Gleich eingangs erklären die Forscher in ihrer Studie, dass Cannabis für Freizeitzwecke im US-Bundesstaat Colorado seit dem Jahr 2012 legal sei. Seitdem gebe es mehr Patienten, die Cannabis konsumieren. Ziel der Untersuchung war es, die Frage zu beantworten, ob ein Narkosemittel bei regelmäßigen Cannabiskonsumenten in der Dosis erhöht werden muss.
Durchführung der Studie
Die US-Forscher analysierten insgesamt 250 medizinische Aufzeichnungen eines Endoskopiezentrums. Es wurde eine retrospektive Überprüfung der Krankenakten durchgeführt, um Daten zu Alter, Geschlecht und Alkoholkonsum, Opiaten, Benzodiazepinen und Cannabis zu sammeln, die sich auf die Sedierungsmenge für die Durchführung endoskopischer Eingriffe beziehen. Die Daten wurden zu Fällen erhoben, die vom 1. Januar 2016 bis zum 31. Dezember 2017 nach der Cannabis-Legalisierung in Colorado durchgeführt wurden.

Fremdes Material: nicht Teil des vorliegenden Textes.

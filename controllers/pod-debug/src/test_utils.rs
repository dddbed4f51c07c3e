//! Test utilities for unit testing the mutator, synchronizer and reconciler
//!
//! Builders for workloads and profiles, plus an in-memory [`MockClusterClient`]
//! that enforces `resourceVersion` on writes and can inject conflicts.

use crate::backoff::ConflictBackoff;
use crate::client::ClusterClient;
use crate::error::ControllerError;
use crate::workload::{ObjectKey, Workload};
use debug_profile::{DebugProfile, WorkloadKind};
use k8s_openapi::api::apps::v1::{Deployment, DeploymentSpec, StatefulSet, StatefulSetSpec};
use k8s_openapi::api::core::v1::{Container, PodSpec, PodTemplateSpec, Service};
use k8s_openapi::apimachinery::pkg::apis::meta::v1::{LabelSelector, ObjectMeta};
use kube::{Resource, ResourceExt};
use std::collections::{BTreeMap, HashMap};
use std::sync::Mutex;
use std::sync::atomic::{AtomicBool, AtomicU32, Ordering};
use std::time::Duration;

/// Container with image `registry/<name>:1` and the given command
pub fn container(name: &str, command: &[&str]) -> Container {
    Container {
        name: name.to_string(),
        image: Some(format!("registry/{name}:1")),
        command: Some(command.iter().map(|part| part.to_string()).collect()),
        ..Default::default()
    }
}

fn app_labels(name: &str) -> BTreeMap<String, String> {
    BTreeMap::from([("app".to_string(), name.to_string())])
}

/// Pod template labelled `app=<name>`
pub fn pod_template(name: &str, containers: Vec<Container>) -> PodTemplateSpec {
    PodTemplateSpec {
        metadata: Some(ObjectMeta {
            labels: Some(app_labels(name)),
            ..Default::default()
        }),
        spec: Some(PodSpec {
            containers,
            ..Default::default()
        }),
    }
}

fn persisted_meta(name: &str, namespace: &str) -> ObjectMeta {
    ObjectMeta {
        name: Some(name.to_string()),
        namespace: Some(namespace.to_string()),
        uid: Some(format!("uid-{namespace}-{name}")),
        resource_version: Some("1".to_string()),
        ..Default::default()
    }
}

/// Persisted Deployment (uid and resourceVersion set)
pub fn deployment(name: &str, namespace: &str, containers: Vec<Container>) -> Deployment {
    Deployment {
        metadata: persisted_meta(name, namespace),
        spec: Some(DeploymentSpec {
            selector: LabelSelector {
                match_labels: Some(app_labels(name)),
                ..Default::default()
            },
            template: pod_template(name, containers),
            ..Default::default()
        }),
        status: None,
    }
}

/// Persisted StatefulSet (uid and resourceVersion set)
pub fn statefulset(name: &str, namespace: &str, containers: Vec<Container>) -> StatefulSet {
    StatefulSet {
        metadata: persisted_meta(name, namespace),
        spec: Some(StatefulSetSpec {
            selector: LabelSelector {
                match_labels: Some(app_labels(name)),
                ..Default::default()
            },
            template: pod_template(name, containers),
            ..Default::default()
        }),
        status: None,
    }
}

/// Profile targeting container `server` on port 31000
pub fn profile() -> DebugProfile {
    DebugProfile {
        name: "session".to_string(),
        namespace: "dev".to_string(),
        workload_kind: WorkloadKind::Deployment,
        label_selector: BTreeMap::from([("app".to_string(), "api".to_string())]),
        field_selector: BTreeMap::new(),
        container_name: "server".to_string(),
        command_args: vec!["/app/server".to_string(), "--flag=1".to_string()],
        project_root_dir: "/home/dev/api".to_string(),
        debug_agent_host_path: "/opt/dlv/dlv".to_string(),
        replacement_executable_host_path: None,
        node_host: "127.0.0.1".to_string(),
        debug_port: 31000,
    }
}

/// Five-attempt conflict schedule with millisecond sleeps
pub fn fast_backoff() -> ConflictBackoff {
    ConflictBackoff {
        steps: 5,
        initial: Duration::from_millis(1),
        factor: 2,
        cap: Duration::from_millis(5),
    }
}

/// Consume one unit of an injected-failure budget.
fn take_one(budget: &AtomicU32) -> bool {
    budget
        .fetch_update(Ordering::SeqCst, Ordering::SeqCst, |left| left.checked_sub(1))
        .is_ok()
}

/// In-memory cluster with optimistic concurrency.
///
/// Every successful write bumps the stored `resourceVersion`. A write whose
/// `resourceVersion` differs from the stored one is rejected as a conflict.
pub struct MockClusterClient<W> {
    workloads: Mutex<HashMap<ObjectKey, W>>,
    services: Mutex<HashMap<ObjectKey, Service>>,
    /// Workload writes to reject with a conflict before accepting one
    injected_conflicts: AtomicU32,
    /// Service creates and replaces to reject with a conflict
    injected_service_conflicts: AtomicU32,
    fail_get: AtomicBool,
    hang_get: AtomicBool,
    hide_service: AtomicBool,
    pub workload_writes: AtomicU32,
    pub service_creates: AtomicU32,
    pub service_replaces: AtomicU32,
}

impl<W: Workload> MockClusterClient<W> {
    pub fn new() -> Self {
        Self {
            workloads: Mutex::new(HashMap::new()),
            services: Mutex::new(HashMap::new()),
            injected_conflicts: AtomicU32::new(0),
            injected_service_conflicts: AtomicU32::new(0),
            fail_get: AtomicBool::new(false),
            hang_get: AtomicBool::new(false),
            hide_service: AtomicBool::new(false),
            workload_writes: AtomicU32::new(0),
            service_creates: AtomicU32::new(0),
            service_replaces: AtomicU32::new(0),
        }
    }

    pub fn with_workload(self, workload: W) -> Self {
        self.workloads
            .lock()
            .unwrap()
            .insert(ObjectKey::of(&workload), workload);
        self
    }

    pub fn with_service(self, service: Service) -> Self {
        self.services
            .lock()
            .unwrap()
            .insert(ObjectKey::of(&service), service);
        self
    }

    /// Reject the next `count` workload writes with a conflict.
    pub fn inject_conflicts(&self, count: u32) {
        self.injected_conflicts.store(count, Ordering::SeqCst);
    }

    /// Reject the next `count` Service writes with a conflict.
    pub fn inject_service_conflicts(&self, count: u32) {
        self.injected_service_conflicts.store(count, Ordering::SeqCst);
    }

    /// Fail the next workload read with a transport error.
    pub fn fail_next_get(&self) {
        self.fail_get.store(true, Ordering::SeqCst);
    }

    /// Make the next workload read never complete.
    pub fn hang_next_get(&self) {
        self.hang_get.store(true, Ordering::SeqCst);
    }

    /// Report the next Service read as missing even if it exists, as a
    /// stale cache would while another writer creates it.
    pub fn hide_next_service_get(&self) {
        self.hide_service.store(true, Ordering::SeqCst);
    }

    pub fn remove_workload(&self, key: &ObjectKey) {
        self.workloads.lock().unwrap().remove(key);
    }

    pub fn workload(&self, key: &ObjectKey) -> Option<W> {
        self.workloads.lock().unwrap().get(key).cloned()
    }

    pub fn service(&self, key: &ObjectKey) -> Option<Service> {
        self.services.lock().unwrap().get(key).cloned()
    }

    pub fn service_count(&self) -> usize {
        self.services.lock().unwrap().len()
    }

    pub fn writes(&self) -> u32 {
        self.workload_writes.load(Ordering::SeqCst)
            + self.service_creates.load(Ordering::SeqCst)
            + self.service_replaces.load(Ordering::SeqCst)
    }
}

fn next_version<K: Resource>(stored: &K) -> String {
    let current: u64 = stored
        .resource_version()
        .and_then(|version| version.parse().ok())
        .unwrap_or(0);
    (current + 1).to_string()
}

fn check_version<K: Resource>(stored: &K, incoming: &K, key: &ObjectKey) -> Result<(), ControllerError> {
    if stored.resource_version() != incoming.resource_version() {
        return Err(ControllerError::Conflict(format!(
            "{key}: stored resourceVersion {:?}, write carried {:?}",
            stored.resource_version(),
            incoming.resource_version()
        )));
    }
    Ok(())
}

#[async_trait::async_trait]
impl<W: Workload> ClusterClient<W> for MockClusterClient<W> {
    async fn get_workload(&self, key: &ObjectKey) -> Result<Option<W>, ControllerError> {
        if self.fail_get.swap(false, Ordering::SeqCst) {
            return Err(ControllerError::Kube(kube::Error::Service(Box::new(
                std::io::Error::other("injected transport failure"),
            ))));
        }
        if self.hang_get.swap(false, Ordering::SeqCst) {
            std::future::pending::<()>().await;
        }
        Ok(self.workloads.lock().unwrap().get(key).cloned())
    }

    async fn replace_workload(&self, workload: &W) -> Result<W, ControllerError> {
        let key = ObjectKey::of(workload);
        let mut workloads = self.workloads.lock().unwrap();
        let Some(stored) = workloads.get(&key) else {
            return Err(ControllerError::Kube(kube::Error::Service(Box::new(
                std::io::Error::other(format!("{key} not found")),
            ))));
        };

        if take_one(&self.injected_conflicts) {
            return Err(ControllerError::Conflict(format!("{key}: injected conflict")));
        }
        check_version(stored, workload, &key)?;

        let mut written = workload.clone();
        written.meta_mut().resource_version = Some(next_version(stored));
        workloads.insert(key, written.clone());
        self.workload_writes.fetch_add(1, Ordering::SeqCst);
        Ok(written)
    }

    async fn get_service(&self, key: &ObjectKey) -> Result<Option<Service>, ControllerError> {
        if self.hide_service.swap(false, Ordering::SeqCst) {
            return Ok(None);
        }
        Ok(self.services.lock().unwrap().get(key).cloned())
    }

    async fn create_service(&self, service: &Service) -> Result<Service, ControllerError> {
        let key = ObjectKey::of(service);
        if take_one(&self.injected_service_conflicts) {
            return Err(ControllerError::Conflict(format!("{key}: injected conflict")));
        }
        let mut services = self.services.lock().unwrap();
        if services.contains_key(&key) {
            return Err(ControllerError::Conflict(format!("{key} already exists")));
        }

        let mut written = service.clone();
        written.meta_mut().resource_version = Some("1".to_string());
        written.meta_mut().uid = Some(format!("uid-service-{}", key.name));
        services.insert(key, written.clone());
        self.service_creates.fetch_add(1, Ordering::SeqCst);
        Ok(written)
    }

    async fn replace_service(&self, service: &Service) -> Result<Service, ControllerError> {
        let key = ObjectKey::of(service);
        let mut services = self.services.lock().unwrap();
        let Some(stored) = services.get(&key) else {
            return Err(ControllerError::Kube(kube::Error::Service(Box::new(
                std::io::Error::other(format!("{key} not found")),
            ))));
        };
        if take_one(&self.injected_service_conflicts) {
            return Err(ControllerError::Conflict(format!("{key}: injected conflict")));
        }
        check_version(stored, service, &key)?;

        let mut written = service.clone();
        written.meta_mut().resource_version = Some(next_version(stored));
        services.insert(key, written.clone());
        self.service_replaces.fetch_add(1, Ordering::SeqCst);
        Ok(written)
    }
}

Weiter führten die Forscher aus, dass man eine Kohorte von mindestens 25 Personen erreichen wollte, die regelmäßig Cannabis verwendeten, um sie mit einer Population von Menschen zu vergleichen, die nicht regelmäßig Cannabis konsumierten. Patienten, die täglich oder wöchentlich Cannabis konsumierten, wurden als normale Cannabiskonsumenten eingestuft. Als Nichtanwender wurden Patienten betrachtet, die nur sporadisch Cannabis konsumierten. Patienten, die angaben, dass sie kein Cannabis konsumierten, kamen in die Nichtbenutzer-Gruppe.
Cannabiskonsumenten benötigen höhere Narkosemittel Dosis
Das wichtigste untersuchte Ergebnis war die Dosis sedativer Medikamente (Narkosemittel), die erforderlich sind, um endoskopische Eingriffe bei Cannabiskonsumenten gegenüber Nichtbenutzern durchzuführen. Ein statistisch signifikanter Unterschied bestand in den Mengen der folgenden drei Narkosemittel:
- Fentanyl
- Midazolam
- Propofol
Cannabiskonsumenten benötigten im Mittel folgende Dosen:
- 125,93 µg Fentanyl
- 9,15 mg Midazolam
- 44,81 mg Propofol
Im Vergleich dazu benötigen Nichtkonsumenten im Mittel folgende Dosen:
- 109,91 µg Fentanyl
- 7,61 mg Midazolam
- 13,83 mg Propofol
Das bedeutet, dass Cannabiskonsumenten 14% mehr Fentanyl, 19,6% mehr Midazolam und 220,5% mehr Propofol für die Dauer des endoskopischen Verfahrens benötigten.
Schlussfolgerungen der Forscher
„Cannabis hat einige Stoffwechseleffekte, die wir nicht verstehen, und die Patienten müssen wissen, dass ihr Cannabiskonsum andere Medikamente möglicherweise weniger wirksam macht“, so Studienleiter Twardowski.
Die Bestimmung des Cannabiskonsums vor der Sedierung kann ein wichtiges Instrument für die Planung der Patientenversorgung und die Beurteilung sowohl des Medikamentenbedarfs als auch der möglichen Risiken sein, die mit einem erhöhten Dosierungsbedarf bei endoskopischen Verfahren zusammenhängen, erklärten die Forscher abschließend.
Einem Medienbericht zufolge, sei die Problematik „Narkosemittel und Cannabis“ unter Fachärzten seit längerem bekannt, so Götz Geldner, ärztlicher Direktor der Klinik für Anästhesiologie am Klinikum in Ludwigsburg. Aus diesem Grund werde seit ungefähr zehn Jahren immer nach dem Drogenkonsum gefragt, bevor ein operativer Eingriff mit Narkosemittel erfolgt. Neben Cannabis können zudem Alkohol, verschiedene Drogen, Beruhigungsmittel sowie Psychopharmaka die Wirkung von Narkosemitteln beeinflussen.
Laut Geldner sei die Gefahr, plötzlich während eines Eingriffs aufzuwachen, dennoch nicht sehr hoch.
„Es ist die Aufgabe der Anästhesisten, dafür zu sorgen, dass auch solche Patienten sicher und gut schlafen und nicht aufwachen. Dies gelingt den Kollegen auch“, erklärte Geldner.